Two boys talking of high school sit beside us, quickly riff through the menu, and order with aficionados' taste. Farther down, a clutch of customers who look to be in their early 20s trade notes on the wild aftermath of a recent party.
The room is packed with young Asian women, their shopping bags neatly stashed by their feet, and couples comparing notes as they nibble edamame squeezed from salty pods. This isn't your parents' malt shop. Instead, it's definitely a gathering place of young and cool, and toro (tuna belly) and godzilla maki, the successor to the burger of yore.
Osushi hits the right notes in mood and menu. The spare, gray-and-red interior is devoid of frills, stylish in a contemporary way. The seating consists of a few booths, a few tables, and a few high tables with stools, which seem to be the perch of choice for those who grew up eating around an '80s island in the kitchen. The service is friendly, despite a rushed feeling when the room is busy.
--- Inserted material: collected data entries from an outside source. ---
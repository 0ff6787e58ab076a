//! Standard normal distribution functions.
//!
//! This module provides:
//! - `norm_cdf`: Cumulative distribution function (CDF)
//! - `norm_inv_cdf`: Quantile function (inverse CDF)
//!
//! `norm_cdf` is generic over `T: Float` so it works for both `f32` and
//! `f64`. The quantile is `f64` only; it feeds the rank-based
//! normal scores of the correlation transform.

use num_traits::Float;

/// Square root of 2.
const SQRT_2: f64 = std::f64::consts::SQRT_2;

/// Split point between the central and tail rational approximations.
const P_LOW: f64 = 0.024_25;

// Acklam's rational approximation coefficients.
const ACKLAM_A: [f64; 6] = [
    -3.969_683_028_665_376e1,
    2.209_460_984_245_205e2,
    -2.759_285_104_469_687e2,
    1.383_577_518_672_69e2,
    -3.066_479_806_614_716e1,
    2.506_628_277_459_239,
];
const ACKLAM_B: [f64; 5] = [
    -5.447_609_879_822_406e1,
    1.615_858_368_580_409e2,
    -1.556_989_798_598_866e2,
    6.680_131_188_771_972e1,
    -1.328_068_155_288_572e1,
];
const ACKLAM_C: [f64; 6] = [
    -7.784_894_002_430_293e-3,
    -3.223_964_580_411_365e-1,
    -2.400_758_277_161_838,
    -2.549_732_539_343_734,
    4.374_664_141_464_968,
    2.938_163_982_698_783,
];
const ACKLAM_D: [f64; 4] = [
    7.784_695_709_041_462e-3,
    3.224_671_290_700_398e-1,
    2.445_134_137_142_996,
    3.754_408_661_907_416,
];

/// Converts an `f64` constant into `T`, yielding NaN if it is unrepresentable.
#[inline]
fn constant<T: Float>(x: f64) -> T {
    T::from(x).unwrap_or_else(T::nan)
}

/// Complementary error function approximation using Horner's method.
///
/// Uses the Abramowitz and Stegun approximation (formula 7.1.26) which provides
/// maximum error of 1.5e-7 for all x.
#[inline]
fn erfc_approx<T: Float>(x: T) -> T {
    let one = T::one();
    let abs_x = x.abs();

    // Abramowitz and Stegun constants (7.1.26)
    let a1 = constant::<T>(0.254829592);
    let a2 = constant::<T>(-0.284496736);
    let a3 = constant::<T>(1.421413741);
    let a4 = constant::<T>(-1.453152027);
    let a5 = constant::<T>(1.061405429);
    let p = constant::<T>(0.3275911);

    let t = one / (one + p * abs_x);
    let poly = a1 + t * (a2 + t * (a3 + t * (a4 + t * a5)));
    let erfc_abs = t * poly * (-abs_x * abs_x).exp();

    // erfc(-x) = 2 - erfc(x)
    if x < T::zero() {
        constant::<T>(2.0) - erfc_abs
    } else {
        erfc_abs
    }
}

/// Standard normal cumulative distribution function.
///
/// Computes P(X <= x) where X ~ N(0, 1) using the complementary error function.
///
/// # Mathematical Definition
/// Φ(x) = (1/2) * erfc(-x / sqrt(2))
///
/// # Accuracy
/// Accurate to at least 1e-7 for all finite x values.
///
/// # Examples
/// ```
/// use risk_core::math::distributions::norm_cdf;
///
/// assert!((norm_cdf(0.0_f64) - 0.5).abs() < 1e-7);
/// assert!(norm_cdf(-3.0_f64) < 0.01);
/// assert!(norm_cdf(3.0_f64) > 0.99);
/// ```
#[inline]
pub fn norm_cdf<T: Float>(x: T) -> T {
    let arg = -x / constant::<T>(SQRT_2);
    constant::<T>(0.5) * erfc_approx(arg)
}

/// Standard normal quantile function Φ⁻¹(p).
///
/// Uses Acklam's rational approximation (relative error below 1.15e-9)
/// with separate central and tail regions.
///
/// Returns `-inf` for `p <= 0`, `+inf` for `p >= 1` and NaN for NaN input.
///
/// # Examples
/// ```
/// use risk_core::math::distributions::norm_inv_cdf;
///
/// assert!(norm_inv_cdf(0.5).abs() < 1e-12);
/// assert!((norm_inv_cdf(0.95) - 1.644854).abs() < 1e-5);
/// ```
pub fn norm_inv_cdf(p: f64) -> f64 {
    if p.is_nan() {
        return f64::NAN;
    }
    if p <= 0.0 {
        return f64::NEG_INFINITY;
    }
    if p >= 1.0 {
        return f64::INFINITY;
    }

    let [a0, a1, a2, a3, a4, a5] = ACKLAM_A;
    let [b0, b1, b2, b3, b4] = ACKLAM_B;
    let [c0, c1, c2, c3, c4, c5] = ACKLAM_C;
    let [d0, d1, d2, d3] = ACKLAM_D;

    let tail = |q: f64| {
        (((((c0 * q + c1) * q + c2) * q + c3) * q + c4) * q + c5)
            / ((((d0 * q + d1) * q + d2) * q + d3) * q + 1.0)
    };

    if p < P_LOW {
        tail((-2.0 * p.ln()).sqrt())
    } else if p <= 1.0 - P_LOW {
        let q = p - 0.5;
        let r = q * q;
        (((((a0 * r + a1) * r + a2) * r + a3) * r + a4) * r + a5) * q
            / (((((b0 * r + b1) * r + b2) * r + b3) * r + b4) * r + 1.0)
    } else {
        -tail((-2.0 * (1.0 - p).ln()).sqrt())
    }
}
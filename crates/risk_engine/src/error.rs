//! Error types for the risk simulation engine.
//!
//! Every failure surfaced to callers is a [`RiskError`]. Configuration
//! problems are always detected before sampling begins; timeouts and
//! internal failures are never retried by the engine.

use risk_core::CorrelationError;
use std::time::Duration;
use thiserror::Error;

/// Coarse error category, used by the service layer to pick a status code.
#[derive(Clone, Copy, Debug, PartialEq, Eq, Hash)]
pub enum ErrorKind {
    /// Invalid request or model input.
    Configuration,
    /// Simulation exceeded the configured bound.
    Timeout,
    /// Worker crash or unexpected numerical failure.
    Internal,
}

/// Failure of a simulation or FAIR analysis.
///
/// # Examples
/// ```
/// use risk_engine::error::{ErrorKind, RiskError};
///
/// let err = RiskError::configuration("iterations", "must be in range [1000, 100000], got 10");
/// assert_eq!(err.kind(), ErrorKind::Configuration);
/// assert!(err.is_client_error());
/// assert!(err.to_string().contains("iterations"));
/// ```
#[derive(Debug, Clone, PartialEq, Error)]
pub enum RiskError {
    /// Bad distribution, correlation matrix, iteration count, confidence
    /// level or asset value.
    #[error("Configuration error in '{field}': {reason}")]
    Configuration {
        /// Offending field, as a dotted path into the request.
        field: String,
        /// Human readable description.
        reason: String,
    },

    /// Simulation did not complete within the configured bound.
    #[error("Simulation '{scenario}' timed out after {timeout:?}")]
    Timeout {
        /// Scenario that timed out.
        scenario: String,
        /// Configured bound.
        timeout: Duration,
    },

    /// Worker crash or unexpected numerical failure.
    #[error("Internal error: {0}")]
    Internal(String),
}

impl RiskError {
    /// Create a configuration error for `field`.
    pub fn configuration(field: impl Into<String>, reason: impl Into<String>) -> Self {
        Self::Configuration {
            field: field.into(),
            reason: reason.into(),
        }
    }

    /// Create an internal error.
    pub fn internal(msg: impl Into<String>) -> Self {
        Self::Internal(msg.into())
    }

    /// Error category.
    pub fn kind(&self) -> ErrorKind {
        match self {
            Self::Configuration { .. } => ErrorKind::Configuration,
            Self::Timeout { .. } => ErrorKind::Timeout,
            Self::Internal(_) => ErrorKind::Internal,
        }
    }

    /// True when the caller supplied bad input (maps to a 4xx response).
    pub fn is_client_error(&self) -> bool {
        self.kind() == ErrorKind::Configuration
    }

    /// Offending field for configuration errors.
    pub fn field(&self) -> Option<&str> {
        match self {
            Self::Configuration { field, .. } => Some(field.as_str()),
            _ => None,
        }
    }
}

impl From<CorrelationError> for RiskError {
    fn from(err: CorrelationError) -> Self {
        Self::configuration("correlation_matrix", err.to_string())
    }
}

impl From<serde_json::Error> for RiskError {
    fn from(err: serde_json::Error) -> Self {
        Self::configuration("request", err.to_string())
    }
}
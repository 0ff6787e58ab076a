//! Sample matrices and per-iteration aggregation.
//!
//! A [`SampleMatrix`] stores one column per risk factor (in request order)
//! and one row per iteration. [`AggregationMethod`] collapses each row into
//! a single loss figure.

use crate::error::RiskError;
use serde::{Deserialize, Serialize};

/// Column-major matrix of per-factor samples.
///
/// Invariant: every column has exactly `n_rows` entries.
#[derive(Clone, Debug, PartialEq)]
pub struct SampleMatrix {
    n_rows: usize,
    columns: Vec<Vec<f64>>,
}

impl SampleMatrix {
    /// Stacks factor columns into a matrix.
    ///
    /// # Errors
    ///
    /// `RiskError::Internal` if the columns have different lengths or
    /// there are none.
    pub fn from_columns(columns: Vec<Vec<f64>>) -> Result<Self, RiskError> {
        let n_rows = columns
            .first()
            .map(Vec::len)
            .ok_or_else(|| RiskError::internal("sample matrix has no columns"))?;
        if let Some((index, column)) = columns
            .iter()
            .enumerate()
            .find(|(_, column)| column.len() != n_rows)
        {
            return Err(RiskError::internal(format!(
                "column {} has {} samples, expected {}",
                index,
                column.len(),
                n_rows
            )));
        }
        Ok(Self { n_rows, columns })
    }

    /// Number of iterations.
    pub fn n_rows(&self) -> usize {
        self.n_rows
    }

    /// Number of risk factors.
    pub fn n_cols(&self) -> usize {
        self.columns.len()
    }

    /// Column for factor `index`.
    pub fn column(&self, index: usize) -> &[f64] {
        &self.columns[index]
    }

    /// All columns.
    pub fn columns(&self) -> &[Vec<f64>] {
        &self.columns
    }
}

/// How factor samples are combined into one loss per iteration.
///
/// # Examples
///
/// ```rust
/// use risk_engine::aggregate::{AggregationMethod, SampleMatrix};
///
/// let matrix = SampleMatrix::from_columns(vec![vec![1.0, 2.0], vec![10.0, 20.0]]).unwrap();
/// assert_eq!(AggregationMethod::Sum.aggregate(&matrix), vec![11.0, 22.0]);
/// assert_eq!(AggregationMethod::Product.aggregate(&matrix), vec![10.0, 40.0]);
/// assert_eq!(AggregationMethod::Max.aggregate(&matrix), vec![10.0, 20.0]);
/// ```
#[derive(Clone, Copy, Debug, Default, PartialEq, Eq, Hash, Serialize, Deserialize)]
#[serde(rename_all = "lowercase")]
pub enum AggregationMethod {
    /// Sum of all factors (total loss).
    #[default]
    Sum,
    /// Product of all factors (frequency × magnitude compounding).
    Product,
    /// Largest single factor.
    Max,
}

impl AggregationMethod {
    /// Get the name of this aggregation method.
    pub fn name(&self) -> &'static str {
        match self {
            AggregationMethod::Sum => "sum",
            AggregationMethod::Product => "product",
            AggregationMethod::Max => "max",
        }
    }

    /// Collapses each row of `matrix` into one value.
    pub fn aggregate(&self, matrix: &SampleMatrix) -> Vec<f64> {
        let (init, combine): (f64, fn(f64, f64) -> f64) = match self {
            AggregationMethod::Sum => (0.0, |acc, x| acc + x),
            AggregationMethod::Product => (1.0, |acc, x| acc * x),
            AggregationMethod::Max => (f64::NEG_INFINITY, f64::max),
        };

        let mut out = vec![init; matrix.n_rows()];
        for column in matrix.columns() {
            for (acc, &x) in out.iter_mut().zip(column) {
                *acc = combine(*acc, x);
            }
        }
        out
    }
}
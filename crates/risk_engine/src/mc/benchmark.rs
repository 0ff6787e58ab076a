//! Fixed-scenario performance benchmark.

use super::orchestrator::SimulationOrchestrator;
use super::request::{RiskFactors, SimulationRequest};
use super::result::BenchmarkReport;
use crate::distribution::DistributionSpec;
use crate::error::RiskError;
use crate::sampler::Sampler;
use tracing::info;

/// Wall-time target for the benchmark scenario.
pub const BENCHMARK_TARGET_SECONDS: f64 = 30.0;

/// The three-factor benchmark scenario at 10,000 iterations.
pub fn benchmark_request() -> Result<SimulationRequest, RiskError> {
    let factors = RiskFactors::from_pairs([
        (
            "factor1",
            DistributionSpec::Normal {
                mean: 1_000_000.0,
                std: 200_000.0,
            },
        ),
        (
            "factor2",
            DistributionSpec::Lognormal {
                mu: 10.0,
                sigma: 1.0,
            },
        ),
        (
            "factor3",
            DistributionSpec::Uniform {
                min: 50_000.0,
                max: 500_000.0,
            },
        ),
    ])?;
    Ok(SimulationRequest::new("Performance Benchmark", factors))
}

impl<S: Sampler + 'static> SimulationOrchestrator<S> {
    /// Runs the benchmark scenario and rates its throughput.
    ///
    /// # Errors
    ///
    /// Any error from [`SimulationOrchestrator::simulate`].
    pub async fn performance_benchmark(&self) -> Result<BenchmarkReport, RiskError> {
        let result = self.simulate(benchmark_request()?).await?;
        let report = BenchmarkReport::from_result(&result, BENCHMARK_TARGET_SECONDS);
        info!(
            iterations = report.iterations,
            elapsed_secs = report.execution_time_seconds,
            iterations_per_second = report.iterations_per_second,
            target_met = report.target_met,
            "performance benchmark finished"
        );
        Ok(report)
    }
}

#[cfg(test)]
mod tests {
    use super::*;
    use crate::mc::result::PerformanceRating;

    #[test]
    fn test_benchmark_request_shape() {
        let request = benchmark_request().unwrap();
        assert_eq!(request.iterations, 10_000);
        let names: Vec<&str> = request.risk_factors.names().collect();
        assert_eq!(names, vec!["factor1", "factor2", "factor3"]);
        assert!(request.validate().is_ok());
    }

    #[tokio::test]
    async fn test_benchmark_meets_target() {
        let engine = SimulationOrchestrator::builder().worker_threads(2).build().unwrap();
        let report = engine.performance_benchmark().await.unwrap();
        assert_eq!(report.iterations, 10_000);
        assert!(report.target_met);
        assert_eq!(report.performance_rating, PerformanceRating::Excellent);
        assert!(report.iterations_per_second > 0.0);
    }
}
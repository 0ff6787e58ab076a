//! Integration tests for the simulation orchestrator.
//!
//! Exercise the full async path: validation, seeding, the worker pool,
//! timeouts and error surfacing, using instrumented samplers where the
//! number or duration of sampler calls matters.

use approx::assert_relative_eq;
use risk_engine::distribution::DistributionSpec;
use risk_engine::mc::{RiskFactors, SimulationOrchestrator, SimulationRequest, SimulationResult};
use risk_engine::rng::RiskRng;
use risk_engine::sampler::{DistributionSampler, Sampler};
use risk_engine::{ErrorKind, RiskError};
use std::sync::atomic::{AtomicUsize, Ordering};
use std::sync::Arc;
use std::time::Duration;

/// Counts calls, then delegates to the production sampler.
#[derive(Clone, Default)]
struct CountingSampler {
    calls: Arc<AtomicUsize>,
}

impl Sampler for CountingSampler {
    fn sample(
        &self,
        spec: &DistributionSpec,
        n: usize,
        rng: &mut RiskRng,
    ) -> Result<Vec<f64>, RiskError> {
        self.calls.fetch_add(1, Ordering::SeqCst);
        DistributionSampler.sample(spec, n, rng)
    }
}

/// Sleeps before every draw batch.
struct SlowSampler {
    delay: Duration,
}

impl Sampler for SlowSampler {
    fn sample(
        &self,
        spec: &DistributionSpec,
        n: usize,
        rng: &mut RiskRng,
    ) -> Result<Vec<f64>, RiskError> {
        std::thread::sleep(self.delay);
        DistributionSampler.sample(spec, n, rng)
    }
}

struct PanickingSampler;

impl Sampler for PanickingSampler {
    fn sample(
        &self,
        _spec: &DistributionSpec,
        _n: usize,
        _rng: &mut RiskRng,
    ) -> Result<Vec<f64>, RiskError> {
        panic!("sampler blew up")
    }
}

fn normal(mean: f64, std: f64) -> DistributionSpec {
    DistributionSpec::Normal { mean, std }
}

fn test_request() -> SimulationRequest {
    let factors = RiskFactors::from_pairs([("loss", normal(1_000_000.0, 200_000.0))]).unwrap();
    let mut request = SimulationRequest::new("test", factors);
    request.iterations = 10_000;
    request.confidence_levels = vec![0.95];
    request
}

fn counting_engine() -> (SimulationOrchestrator<CountingSampler>, Arc<AtomicUsize>) {
    let sampler = CountingSampler::default();
    let calls = Arc::clone(&sampler.calls);
    let engine = SimulationOrchestrator::builder()
        .worker_threads(2)
        .sampler(sampler)
        .build()
        .unwrap();
    (engine, calls)
}

/// Everything except wall time.
fn assert_same_numbers(a: &SimulationResult, b: &SimulationResult) {
    assert_eq!(a.seed, b.seed);
    assert_eq!(a.statistics, b.statistics);
    assert_eq!(a.percentiles, b.percentiles);
    assert_eq!(a.confidence_intervals, b.confidence_intervals);
    assert_eq!(a.risk_metrics, b.risk_metrics);
    assert_eq!(a.annual_loss_expectancy, b.annual_loss_expectancy);
}

/// Single normal factor: ALE and VaR95 match the closed form.
#[tokio::test]
async fn test_end_to_end_normal_loss() {
    let engine = SimulationOrchestrator::builder().worker_threads(2).build().unwrap();
    let result = engine.simulate(test_request()).await.unwrap();

    assert_eq!(result.scenario_name, "test");
    assert_eq!(result.iterations, 10_000);
    assert_relative_eq!(result.annual_loss_expectancy, 1_000_000.0, max_relative = 0.01);
    assert_relative_eq!(
        result.risk_metrics.value_at_risk_95,
        1_329_000.0,
        max_relative = 0.05
    );
    assert_relative_eq!(
        result.single_loss_expectancy,
        result.annual_loss_expectancy / 365.0,
        max_relative = 1e-12
    );
    assert!(result.risk_metrics.conditional_value_at_risk_95 > result.risk_metrics.value_at_risk_95);
    assert_eq!(result.risk_metrics.probability_of_loss, 1.0);

    let ci = result.confidence_intervals["95.0%"];
    assert!(ci.lower < result.statistics.mean && result.statistics.mean < ci.upper);
}

/// Out-of-range iteration counts never reach the sampler.
#[tokio::test]
async fn test_bad_iterations_rejected_before_sampling() {
    let (engine, calls) = counting_engine();
    for iterations in [999, 100_001] {
        let mut request = test_request();
        request.iterations = iterations;
        let err = engine.simulate(request).await.unwrap_err();
        assert_eq!(err.kind(), ErrorKind::Configuration);
        assert_eq!(err.field(), Some("iterations"));
    }
    assert_eq!(calls.load(Ordering::SeqCst), 0);
}

/// Confidence levels outside (0, 1) never reach the sampler.
#[tokio::test]
async fn test_bad_confidence_levels_rejected_before_sampling() {
    let (engine, calls) = counting_engine();
    for level in [0.0, 1.0, 1.2] {
        let mut request = test_request();
        request.confidence_levels = vec![0.95, level];
        let err = engine.simulate(request).await.unwrap_err();
        assert!(err.is_client_error());
    }
    assert_eq!(calls.load(Ordering::SeqCst), 0);
}

/// An indefinite correlation matrix never reaches the sampler.
#[tokio::test]
async fn test_non_psd_matrix_rejected_before_sampling() {
    let (engine, calls) = counting_engine();
    let factors = RiskFactors::from_pairs([
        ("a", normal(0.0, 1.0)),
        ("b", normal(0.0, 1.0)),
        ("c", normal(0.0, 1.0)),
    ])
    .unwrap();
    let mut request = SimulationRequest::new("indefinite", factors);
    request.correlation_matrix = Some(vec![
        vec![1.0, 0.9, -0.9],
        vec![0.9, 1.0, 0.9],
        vec![-0.9, 0.9, 1.0],
    ]);

    let err = engine.simulate(request).await.unwrap_err();
    assert_eq!(err.kind(), ErrorKind::Configuration);
    assert_eq!(err.field(), Some("correlation_matrix"));
    assert_eq!(calls.load(Ordering::SeqCst), 0);
}

/// A valid request calls the sampler once per factor.
#[tokio::test]
async fn test_sampler_called_once_per_factor() {
    let (engine, calls) = counting_engine();
    let factors = RiskFactors::from_pairs([
        ("a", normal(10.0, 1.0)),
        ("b", DistributionSpec::Gamma { shape: 2.0, scale: 3.0 }),
    ])
    .unwrap();
    engine
        .simulate(SimulationRequest::new("two", factors))
        .await
        .unwrap();
    assert_eq!(calls.load(Ordering::SeqCst), 2);
}

/// A sampler slower than the timeout yields Timeout, not a result.
#[tokio::test]
async fn test_slow_sampler_times_out() {
    let engine = SimulationOrchestrator::builder()
        .worker_threads(1)
        .timeout(Duration::from_millis(50))
        .sampler(SlowSampler {
            delay: Duration::from_millis(500),
        })
        .build()
        .unwrap();

    let err = engine.simulate(test_request()).await.unwrap_err();
    assert_eq!(err.kind(), ErrorKind::Timeout);
    assert!(!err.is_client_error());
    match err {
        RiskError::Timeout { scenario, timeout } => {
            assert_eq!(scenario, "test");
            assert_eq!(timeout, Duration::from_millis(50));
        }
        other => panic!("expected timeout, got {:?}", other),
    }
}

/// A panicking worker surfaces as an internal error.
#[tokio::test]
async fn test_worker_panic_is_internal_error() {
    let engine = SimulationOrchestrator::builder()
        .worker_threads(1)
        .sampler(PanickingSampler)
        .build()
        .unwrap();

    let err = engine.simulate(test_request()).await.unwrap_err();
    assert_eq!(err.kind(), ErrorKind::Internal);
    assert!(err.to_string().contains("sampler blew up"));
}

/// The same explicit seed reproduces every number.
#[tokio::test]
async fn test_explicit_seed_is_reproducible() {
    let engine = SimulationOrchestrator::builder().worker_threads(2).build().unwrap();
    let mut request = test_request();
    request.seed = Some(2024);

    let a = engine.simulate(request.clone()).await.unwrap();
    let b = engine.simulate(request).await.unwrap();
    assert_eq!(a.seed, 2024);
    assert_same_numbers(&a, &b);
}

/// Derived seeds depend on the request id and the base seed only.
#[tokio::test]
async fn test_derived_seeds() {
    let first = SimulationOrchestrator::builder().worker_threads(2).build().unwrap();
    let second = SimulationOrchestrator::builder().worker_threads(3).build().unwrap();

    let a1 = first.simulate(test_request()).await.unwrap();
    let a2 = first.simulate(test_request()).await.unwrap();
    let b1 = second.simulate(test_request()).await.unwrap();

    assert_ne!(a1.seed, a2.seed);
    assert_ne!(a1.statistics.mean, a2.statistics.mean);
    // Same base seed and request id on another pool size.
    assert_same_numbers(&a1, &b1);

    let other_base = SimulationOrchestrator::builder()
        .worker_threads(2)
        .base_seed(7)
        .build()
        .unwrap();
    let c1 = other_base.simulate(test_request()).await.unwrap();
    assert_ne!(a1.seed, c1.seed);
}

/// Concurrent requests with explicit seeds are independent.
#[tokio::test(flavor = "multi_thread", worker_threads = 2)]
async fn test_concurrent_requests_are_independent() {
    let engine = Arc::new(SimulationOrchestrator::builder().worker_threads(2).build().unwrap());

    let seeded = |seed| {
        let mut request = test_request();
        request.seed = Some(seed);
        request
    };
    let (a, b, c) = tokio::join!(
        engine.simulate(seeded(1)),
        engine.simulate(seeded(2)),
        engine.simulate(seeded(1)),
    );
    let (a, b, c) = (a.unwrap(), b.unwrap(), c.unwrap());

    assert_same_numbers(&a, &c);
    assert_ne!(a.statistics.mean, b.statistics.mean);
}

/// Correlation between two unit normals shows up in the spread of their sum.
#[tokio::test]
async fn test_correlation_changes_aggregate_spread() {
    let engine = SimulationOrchestrator::builder().worker_threads(2).build().unwrap();
    for rho in [0.0, 0.5, 0.9] {
        let factors =
            RiskFactors::from_pairs([("a", normal(0.0, 1.0)), ("b", normal(0.0, 1.0))]).unwrap();
        let mut request = SimulationRequest::new("pair", factors);
        request.correlation_matrix = Some(vec![vec![1.0, rho], vec![rho, 1.0]]);
        request.seed = Some(11);

        let result = engine.simulate(request).await.unwrap();
        let expected = (2.0 * (1.0 + rho)).sqrt();
        assert_relative_eq!(result.statistics.std, expected, max_relative = 0.05);
    }
}

/// JSON entry point parses, validates and runs.
#[tokio::test]
async fn test_simulate_json() {
    let engine = SimulationOrchestrator::builder().worker_threads(2).build().unwrap();
    let result = engine
        .simulate_json(
            r#"{
                "scenario_name": "mixed",
                "iterations": 5000,
                "risk_factors": {
                    "incidents": {"distribution": "triangular", "min": 0, "mode": 2, "max": 10},
                    "cost": {"distribution": "uniform", "min": 1000, "max": 2000}
                },
                "aggregation": "product",
                "seed": 3
            }"#,
        )
        .await
        .unwrap();

    assert_eq!(result.iterations, 5_000);
    assert_eq!(result.confidence_intervals.len(), 3);
    assert!(result.confidence_intervals.contains_key("99.9%"));
    // E[incidents] · E[cost] = 4 · 1500
    assert_relative_eq!(result.annual_loss_expectancy, 6_000.0, max_relative = 0.05);
    assert!(result.statistics.min >= 0.0);
}

/// Very wide but finite factors still produce finite moments.
#[tokio::test]
async fn test_wide_spread_factor_has_finite_moments() {
    let factors = RiskFactors::from_pairs([("loss", normal(0.0, 1e80))]).unwrap();
    let mut request = SimulationRequest::new("wide", factors);
    request.seed = Some(3);

    let engine = SimulationOrchestrator::builder().worker_threads(1).build().unwrap();
    let result = engine.simulate(request).await.unwrap();

    assert!(result.statistics.kurtosis.is_finite());
    assert!(result.statistics.skewness.is_finite());
    assert!(result.statistics.kurtosis.abs() < 0.5);

    let json = serde_json::to_value(&result).unwrap();
    assert!(json["statistics"]["kurtosis"].is_number());
}

/// Levels that round to the same reported key are rejected.
#[tokio::test]
async fn test_levels_sharing_a_key_are_rejected() {
    let (engine, calls) = counting_engine();
    let mut request = test_request();
    request.confidence_levels = vec![0.9501, 0.9504];

    let err = engine.simulate(request).await.unwrap_err();
    assert_eq!(err.kind(), ErrorKind::Configuration);
    assert_eq!(err.field(), Some("confidence_levels[1]"));
    assert_eq!(calls.load(Ordering::SeqCst), 0);
}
The menu is concise, too: Some appetizers and salads precede a long list of sushi and sashimi. There's nothing too far out in the list of maki rolls but no concessions, either, to those unschooled in the ways of sushi.
Obviously, owners Timothy Panagopoulos and Kenichi Iwoaka know their audience. The fish is fresh. The sushi is adroitly made so that the fish sits securely on the vinegared rice and doesn't crumble apart when grasped with chopsticks. The maki rolls are pretty and the flavors distinct.
One evening a companion and I start a seaweed salad served in a hollowed-out orange, its sesame oil dressing offset with sweetness and citrus acidity of orange segments. Tataki -- tuna flash-seared to have just a tiny crunch in the mouth -- has a melting quality to the flesh.
Executive chef Iwoaka, who previously was a sushi chef at the Ginza restaurants, is obviously picky about his fish. The toro is almost pearly pink with a texture so soft it's almost like foie gras on the tongue. Hamachi is fine and firm, and even salmon, the warhorse of seafood on the American table, has a lovely fresh taste. Saba, with its forward flavor and slightly oily texture, is a great accent point with other milder combinations.